Set your mind on other things. Don't pretend to be happy. Be happy by finding things that make you happy. It's time to take care of yourself.

5. Apologize and Thank Your Ex

No way! Yes, it is a positive step to take despite how hurtful you feel and the kind of opinion you've towards your ex. In any case, you might have wronged them during the time you were together. Apologizing and thanking them enables you to feel good about yourself, appreciate yourself, love yourself thereby uplifting your self-esteem. In addition, apologizing and thanking your ex reinforces your determination to get through the breakup.

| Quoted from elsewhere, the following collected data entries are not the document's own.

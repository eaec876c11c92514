use std::{fmt, sync::Arc};

use ephreg_model::RunNames;
use tokio_util::sync::CancellationToken;

use crate::{cluster::ClusterHandle, store::ValueStore};

/// Shared dependencies handed to every stage of one run.
#[derive(Clone)]
pub struct StageContext {
    store: Arc<ValueStore>,
    cluster: ClusterHandle,
    names: RunNames,
    cancel: CancellationToken,
}

impl StageContext {
    pub fn new(store: Arc<ValueStore>, cluster: ClusterHandle, names: RunNames) -> Self {
        Self {
            store,
            cluster,
            names,
            cancel: CancellationToken::new(),
        }
    }

    pub fn store(&self) -> &ValueStore {
        &self.store
    }

    pub fn cluster(&self) -> &ClusterHandle {
        &self.cluster
    }

    pub fn names(&self) -> &RunNames {
        &self.names
    }

    /// Token stages pass to every store read.
    pub fn cancel(&self) -> &CancellationToken {
        &self.cancel
    }

    /// Replace the cancellation token and return updated context.
    pub fn with_cancel(mut self, cancel: CancellationToken) -> Self {
        self.cancel = cancel;
        self
    }
}

impl fmt::Debug for StageContext {
    fn fmt(&self, f: &mut fmt::Formatter<'_>) -> fmt::Result {
        f.debug_struct("StageContext")
            .field("namespace", &self.names.namespace())
            .field("store", &self.store)
            .field("cancelled", &self.cancel.is_cancelled())
            .finish()
    }
}
//! Metrics collection abstraction for provisioning stages and teardown.
//!
//! Backends (see `ephreg-prometheus`) implement [`MetricsBackend`] and are
//! handed to [`crate::pipeline::SetupPipeline`] and
//! [`crate::teardown::TeardownSequencer`].
mod backend;
pub use backend::{MetricsBackend, MetricsHandle, StageOutcome};

mod noop;
pub use noop::NoOpMetrics;

use std::sync::Arc;

/// Create a no-op metrics handle.
#[inline]
pub fn noop_metrics() -> MetricsHandle {
    Arc::new(NoOpMetrics)
}
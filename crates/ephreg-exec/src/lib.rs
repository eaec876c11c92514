mod error;
pub use error::ExecError;

pub mod command;
pub use command::{CommandOutput, CommandSpec, run_command};

mod hosts;
pub use hosts::HostsFile;

mod port_forward;
pub use port_forward::PortForward;

pub mod tools;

What if Your Ex Contacts You?

Whether you should get back with your ex or move on with your life when your ex contacts you during the no contact period will be determined by what you reflected during that timeframe.

During the no contact period, you should reflect on the failed relationship and your ex. You should ponder about your present life and future life. It is a time to sort things out. It is a time to figure out whether it is a rightful thing to contact your ex or get back with him when he contacts you.

© 2020 Alianess Benny Njuguna


Alianess Benny Njuguna (author) from Kenya on April 29, 2020:

I agree with you most of ghosting cases occur among people who barely know each other or have a dated a few times.

It is common among those who rely heavily on texts. Rarely do long-term relationships experience ghosting.

As always, I thank you for your input. And, the quote which is ever true.

dashingscorpio from Chicago on April 27, 2020:

Lots of sound advice.

However from what I have come to learn is most "ghosting" does NOT take place between people in "serious/long-term" relationships. The vast majority of people who experience being ghosted are those who have either never met each other in person or have only gone out with them a few times.

Their primary mode of communication is often text messages and IMs through social media. If you've never met in person you're just a bunch of texts and emojis on each other's cell phone. There is a big difference between reading LOL! and actually hearing someone left out loud. Lack of a true human connection makes it easier for a lot of people to be dismissive of others.

The typical ghosting scenario is two people meet online using a dating app or through social media. They text each other back and forth for several days or weeks and one day one person stops replying without any warning.

In most instances they were never a "couple" nor had they had any discussions regarding exclusivity or commitment. They were still in the "honeymoon" or "getting to know you" phase.

The reason why these people are hurt is because it's not only rude and a blow to their ego but they were optimistic about cultivating a relationship with this person. They may have also allowed themselves to become "emotionally invested".

Things one should always remember:

Talking or texting someone daily doesn't mean you're a couple.

If he/she has an {active dating profile} they're still "looking".

The person ending a relationship does so at (their) comfort level.

We don't get to tell someone how, where, or when to dump us!

In order for your (ex) to have been "the one" (he/she) would have had to see (you) as being "the one". At the very least a "soulmate" is someone who actually wants to be with you!

In a world with over 7 Billion people rejection just means: Next!

"Never love anyone who treats you like you're ordinary."